30 - junho - 2015

Dilma frustra apelo por ambição no clima em anúncio com os Estados Unidos

Compromissos assumidos em declaração conjunta da presidente com Barack Obama são insuficientes
para atender às recomendações científicas e políticas no combate às mudanças climáticas

Dilma e Obama se atrasam em firmar compromisso por acordo ambicioso em Paris. Foto: Roberto Stuckert Filho/PR
Dilma e Obama se atrasam em firmar compromisso por acordo ambicioso em Paris. Foto: Roberto Stuckert Filho/PR

O Observatório do Clima, rede que reúne 37 organizações da sociedade civil, saúda o compromisso assumido pelos presidentes Dilma Rousseff e Barack Obama em trabalhar juntos para garantir um acordo ambicioso e equilibrado na conferência do clima Paris. Na verdade, a demonstração de liderança por dois dos sete maiores emissores mundiais de gases do efeito estufa chega atrasada. Tanto a ciência quanto a economia das mudanças climáticas são claros sobre o esforço de redução de emissões que precisa ser feito para haver uma chance maior que 50% de manter o aquecimento global abaixo do limite acordado de 2°C, e os custos insustentáveis ​​de atrasar a ação.

A ciência também é clara sobre a insuficiência das reduções de emissões de 26% a 28% até 2025 a partir dos níveis de 2005 propostas pelos Estados Unidos em sua INDC (Contribuição Nacionalmente Determinada Pretendida) para o acordo de Paris.

O Brasil ainda não divulgou suas metas para Paris, mas o Observatório do Clima se antecipou e apresentou a barra de ambição esperada: nós acreditamos que o Brasil deve estabelecer um limite máximo de 1 gigatonelada de CO2 equivalente em 2030. As metas anunciadas hoje pela presidente Dilma não nos colocam sequer perto da ambição real.

“Declarar que o Brasil vai ‘buscar’ políticas para eliminar o desmatamento ilegal é ridículo. O que o governo está dizendo com isso é que aceita conviver com o crime por sabe-se lá quanto tempo. Isso é uma ofensa ao bom senso e ao que o Brasil já mostrou que pode fazer no controle do desmatamento”, disse Carlos Rittl, secretário-executivo do Observatório do Clima. “É preciso lembrar que todos os outros países tropicais já se comprometeram a zerar o desmatamento em 2030”, acrescentou.

“A meta de restaurar 12 milhões de hectares em florestas é um bom começo, especialmente para um país cuja maior cidade sofre falta d’água em parte causada pelo desmatamento. No entanto, o passivo a restaurar é duas vezes maior do que isso”, disse Rittl.

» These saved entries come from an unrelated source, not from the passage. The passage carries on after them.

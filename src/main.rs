use anyhow::{Context, Result};
use gilda_to_sqlite::{
    cli::{Cli, Commands},
    logging::{init_logging, LogConfig, LogTarget},
    orchestrator::{self, IngestOptions, RunSummary},
    schema::{DependencyResolver, ReferenceData},
    store::{ddl_script, Store},
    ui::{SilentUi, UiApp},
    viewer,
};
use std::time::Instant;
use tracing::warn;

fn main() -> Result<()> {
    let cli = Cli::parse_args();

    // The terminal UI owns the screen, so console logging is off unless a file is given
    let tui = matches!(cli.command, Commands::Ingest { tui: true, .. });
    let target = match (&cli.log_file, tui) {
        (Some(path), _) => LogTarget::File(path.clone()),
        (None, true) => LogTarget::Off,
        (None, false) => LogTarget::Stderr,
    };
    init_logging(&LogConfig {
        verbosity: cli.verbose,
        target,
    })?;

    match cli.command {
        Commands::Create {
            database,
            reference,
            schema,
        } => {
            let reference = match reference {
                Some(path) => ReferenceData::from_file(&path)?,
                None => {
                    warn!("No reference data given, partition/equipment/module tables stay empty");
                    ReferenceData::default()
                }
            };
            let ddl = match schema {
                Some(path) => std::fs::read_to_string(&path)
                    .with_context(|| format!("Failed to read schema: {:?}", path))?,
                None => ddl_script().map_err(anyhow::Error::msg)?,
            };

            Store::create(&database, &ddl, &reference)?.close()?;
            println!(
                "Created {:?} ({} partitions, {} equipments, {} modules)",
                database,
                reference.partitions.len(),
                reference.equipments.len(),
                reference.modules.len()
            );
        }

        Commands::Ingest {
            input,
            output,
            structures,
            arinc,
            vacuum,
            tui,
        } => {
            let start = Instant::now();
            let mut store = Store::open(&output)?;
            let options = IngestOptions {
                upsert_structures: structures,
                arinc_config: arinc,
                maintain: vacuum,
            };

            let summary = if tui {
                let mut ui = UiApp::new()?;
                let result = orchestrator::run(&mut store, &input, &options, &mut ui);
                match &result {
                    Ok(summary) => ui.finish(&summary_line(summary))?,
                    Err(_) => ui.restore()?,
                }
                result?
            } else {
                orchestrator::run(&mut store, &input, &options, &mut SilentUi::new())?
            };
            store.close()?;

            println!(
                "\n{} into {:?} in {:.1}s",
                summary_line(&summary),
                output,
                start.elapsed().as_secs_f64()
            );
            if !summary.is_clean() {
                for path in &summary.files_failed {
                    println!("  failed: {}", path.display());
                }
                println!("See the log for details.");
            }
        }

        Commands::Databases { root } => {
            let databases = viewer::discover_databases(&root)?;
            println!("{}", serde_json::to_string_pretty(&databases)?);
        }

        Commands::View { database } => {
            let rows = viewer::data_structures(&database)?;
            println!("{}", serde_json::to_string_pretty(&rows)?);
        }

        Commands::Schema { tables: false } => {
            print!("{}", ddl_script().map_err(anyhow::Error::msg)?);
        }

        Commands::Schema { tables: true } => {
            println!("Tables in creation order:\n");
            let order = DependencyResolver::new()
                .creation_order()
                .map_err(anyhow::Error::msg)?;
            for table in order {
                let kind = if table.reference { "reference" } else { "ingested" };
                let key = table
                    .natural_key()
                    .map(|columns| columns.join(", "))
                    .unwrap_or_default();
                println!("  {:<26} {:<10} key: {}", table.name, kind, key);
            }
        }
    }

    Ok(())
}

fn summary_line(summary: &RunSummary) -> String {
    let mut line = format!(
        "Ingested {} files ({} rows, {} skipped, {} failed)",
        summary.files_processed,
        summary.rows_written,
        summary.records_skipped,
        summary.files_failed.len()
    );
    if summary.fido_failures > 0 {
        line.push_str(&format!(", {} fido files failed", summary.fido_failures));
    }
    if summary.cancelled {
        line.push_str(", cancelled");
    }
    line
}
pub mod dependencies;
pub mod reference;
pub mod tables;
pub mod types;

pub use dependencies::*;
pub use reference::*;
pub use tables::*;
pub use types::*;
//! ARINC-429 text grammars: the pipe-delimited bus configuration and the
//! `!`-delimited fido definition files it points at.

use once_cell::sync::Lazy;
use regex::Regex;

use super::binary::decode_binary_i64;
use super::parse_optional_real;
use crate::error::IngestError;

/// Fido lines with fewer fields than this carry no definition
pub const MIN_FIDO_FIELDS: usize = 18;

const LABEL: usize = 3;
const NAME: usize = 9;
const DESCRIPTION: usize = 10;
const TYPE: usize = 11;
const LENGTH: usize = 12;
const OFFSET: usize = 13;
const UNIT: usize = 14;
const MIN_MAX: usize = 15;
const SCALE: usize = 16;

/// ARINC word encodings and the parameter type each one is stored as
const ARINC_TYPES: &[(&str, &str)] = &[
    ("DIS", "discrete"),
    ("BIN", "binary"),
    ("BCD", "bcd"),
    ("TOR", "bool"),
    ("BNR", "binary"),
];

/// Leading bit pattern, whitespace, then the discrete's name
static DISCRETE_PATTERN: Lazy<Regex> =
    Lazy::new(|| Regex::new(r"^(\S+)\s+(.+)$").expect("discrete pattern is valid"));

/// One `|bus|...|fido file|` line of the bus configuration
#[derive(Debug, Clone, PartialEq)]
pub struct BusEntry<'a> {
    pub bus: &'a str,
    pub fido_file: &'a str,
}

/// Parse a bus configuration line; anything not starting with `|` is skipped
pub fn parse_bus_line(line: &str) -> Option<BusEntry<'_>> {
    if !line.starts_with('|') {
        return None;
    }
    let parts: Vec<&str> = line.trim().split('|').map(str::trim).collect();
    match (parts.get(1).copied(), parts.get(3).copied()) {
        (Some(bus), Some(fido_file)) if !bus.is_empty() => Some(BusEntry { bus, fido_file }),
        _ => None,
    }
}

/// Positional fields of one fido line
#[derive(Debug, Clone, PartialEq)]
pub struct FidoLine<'a> {
    /// Line starts with `*` and names a parameter: a new label block
    pub opens_label: bool,
    pub label: &'a str,
    pub name: &'a str,
    pub description: &'a str,
    pub type_token: &'a str,
    pub length: &'a str,
    pub offset: &'a str,
    pub unit: &'a str,
    pub min_max: &'a str,
    pub scale: &'a str,
}

/// What a fido line describes
#[derive(Debug, Clone, Copy, PartialEq, Eq)]
pub enum FidoRecord {
    Parameter,
    Discrete,
    Blank,
}

impl<'a> FidoLine<'a> {
    /// Split a line on `!`; comments and short lines yield `None`
    pub fn split(line: &'a str) -> Option<Self> {
        let parts: Vec<&str> = line.trim().split('!').map(str::trim).collect();
        if parts.len() < MIN_FIDO_FIELDS || parts[0].starts_with('#') {
            return None;
        }

        Some(Self {
            opens_label: line.starts_with('*') && !parts[NAME].is_empty(),
            label: parts[LABEL],
            name: parts[NAME],
            description: parts[DESCRIPTION],
            type_token: parts[TYPE],
            length: parts[LENGTH],
            offset: parts[OFFSET],
            unit: parts[UNIT],
            min_max: parts[MIN_MAX],
            scale: parts[SCALE],
        })
    }

    pub fn record(&self) -> FidoRecord {
        if !self.name.is_empty() {
            FidoRecord::Parameter
        } else if !self.description.is_empty() {
            FidoRecord::Discrete
        } else {
            FidoRecord::Blank
        }
    }
}

/// Map an ARINC encoding token to its parameter type
pub fn arinc_type(token: &str) -> Result<&'static str, IngestError> {
    ARINC_TYPES
        .iter()
        .find(|(arinc, _)| *arinc == token)
        .map(|(_, db_type)| *db_type)
        .ok_or_else(|| IngestError::lookup("ARINC parameter type", token))
}

/// `S.U.` (sans unité) is stored as `unitless`
pub fn normalize_unit(token: &str) -> &str {
    if token == "S.U." {
        "unitless"
    } else {
        token
    }
}

/// Parse the `min max` domain; an empty string means no domain
pub fn parse_min_max(token: &str) -> Result<(Option<f64>, Option<f64>), IngestError> {
    let bounds: Vec<&str> = token.split_whitespace().collect();
    match bounds.as_slice() {
        [] => Ok((None, None)),
        [min, max] => Ok((
            parse_optional_real("minimum", min)?,
            parse_optional_real("maximum", max)?,
        )),
        _ => Err(IngestError::invalid("min-max domain", token)),
    }
}

/// Split a discrete description such as `101 OVERHEAT` into its value and name
pub fn parse_discrete(description: &str) -> Result<(i64, &str), IngestError> {
    let captures = DISCRETE_PATTERN
        .captures(description)
        .ok_or_else(|| IngestError::invalid("discrete description", description))?;
    let (Some(bits), Some(name)) = (captures.get(1), captures.get(2)) else {
        return Err(IngestError::invalid("discrete description", description));
    };
    let value = decode_binary_i64(bits.as_str())?;
    Ok((value, name.as_str().trim()))
}

#[cfg(test)]
mod tests {
    use super::*;

    fn fido(fields: &[(usize, &str)], marker: &str) -> String {
        let mut parts = vec![""; MIN_FIDO_FIELDS];
        parts[0] = marker;
        for (index, value) in fields {
            parts[*index] = *value;
        }
        parts.join("!")
    }

    #[test]
    fn test_parse_bus_line() {
        let entry = parse_bus_line("| BUS_A | 100 | bus_a.fido | x |").unwrap();
        assert_eq!(entry.bus, "BUS_A");
        assert_eq!(entry.fido_file, "bus_a.fido");

        assert!(parse_bus_line("# comment").is_none());
        assert!(parse_bus_line("BUS_A|1|f").is_none());
        assert!(parse_bus_line("|BUS_A|").is_none());
    }

    #[test]
    fn test_split_fido_line() {
        let line = fido(
            &[(LABEL, "123"), (NAME, "TEMP"), (TYPE, "DIS"), (LENGTH, "1"), (OFFSET, "11")],
            "*",
        );
        let parsed = FidoLine::split(&line).unwrap();
        assert!(parsed.opens_label);
        assert_eq!(parsed.label, "123");
        assert_eq!(parsed.record(), FidoRecord::Parameter);

        let discrete = fido(&[(DESCRIPTION, "101 OVERHEAT")], "");
        let parsed = FidoLine::split(&discrete).unwrap();
        assert!(!parsed.opens_label);
        assert_eq!(parsed.record(), FidoRecord::Discrete);
    }

    #[test]
    fn test_short_and_comment_lines_are_skipped() {
        assert!(FidoLine::split("*!1!2!3").is_none());
        assert!(FidoLine::split(&fido(&[(NAME, "X")], "#")).is_none());
    }

    #[test]
    fn test_label_requires_name() {
        let line = fido(&[(LABEL, "200")], "*");
        let parsed = FidoLine::split(&line).unwrap();
        assert!(!parsed.opens_label);
        assert_eq!(parsed.record(), FidoRecord::Blank);
    }

    #[test]
    fn test_arinc_type_table() {
        assert_eq!(arinc_type("DIS").unwrap(), "discrete");
        assert_eq!(arinc_type("BNR").unwrap(), "binary");
        assert_eq!(arinc_type("TOR").unwrap(), "bool");
        assert!(matches!(arinc_type("XYZ"), Err(IngestError::Lookup { .. })));
    }

    #[test]
    fn test_normalize_unit() {
        assert_eq!(normalize_unit("S.U."), "unitless");
        assert_eq!(normalize_unit("deg"), "deg");
    }

    #[test]
    fn test_parse_min_max() {
        assert_eq!(parse_min_max("-10 250.5").unwrap(), (Some(-10.0), Some(250.5)));
        assert_eq!(parse_min_max("").unwrap(), (None, None));
        assert!(parse_min_max("1").is_err());
        assert!(parse_min_max("a b").is_err());
    }

    #[test]
    fn test_parse_discrete() {
        assert_eq!(parse_discrete("101 OVERHEAT").unwrap(), (5, "OVERHEAT"));
        assert_eq!(parse_discrete("01  LOW OIL").unwrap(), (1, "LOW OIL"));
        assert!(matches!(
            parse_discrete("1x1 BAD"),
            Err(IngestError::InvalidBinary { .. })
        ));
        assert!(parse_discrete("OVERHEAT").is_err());
    }
}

As metas anunciadas para energia – atingir 28% a 33% de renováveis na matriz em 2030, excluindo hidrelétricas – tampouco têm o nível de ambição necessário. “Atualmente os renováveis excluindo as hidrelétricas já respondem por 28% da matriz energética. De acordo com as projeções do Plano Decenal de Energia, teremos 29% em 2023. Portanto, a meta anunciada não representa uma modificação importante da matriz”, disse André Ferreira, diretor-presidente do Instituto de Energia e Meio Ambiente (Iema). “Considerando que a demanda por energia deve crescer em torno de 70% nos próximos 15 anos, é de esperar que as emissões no setor de energia cheguem a cerca de 800 milhões de toneladas de CO2 equivalente em 2030. Acreditamos que elas possam ser limitadas a 617 milhões de toneladas”, disse.

“A proposta de expandir a fatia de renováveis não-hidrelétricas a 20% da geração de eletricidade significa manter as coisas como estão. Nós já demonstramos que o Brasil pode fazer o dobro disso”, disse Ricardo Baitelo, coordenador de Clima e Energia do Greenpeace Brasil. “A presidente também dá sinais preocupantes de que o Brasil ressuscitará seu programa de energia nuclear, que a própria Dilma havia descartado em 2011 por questões de segurança.”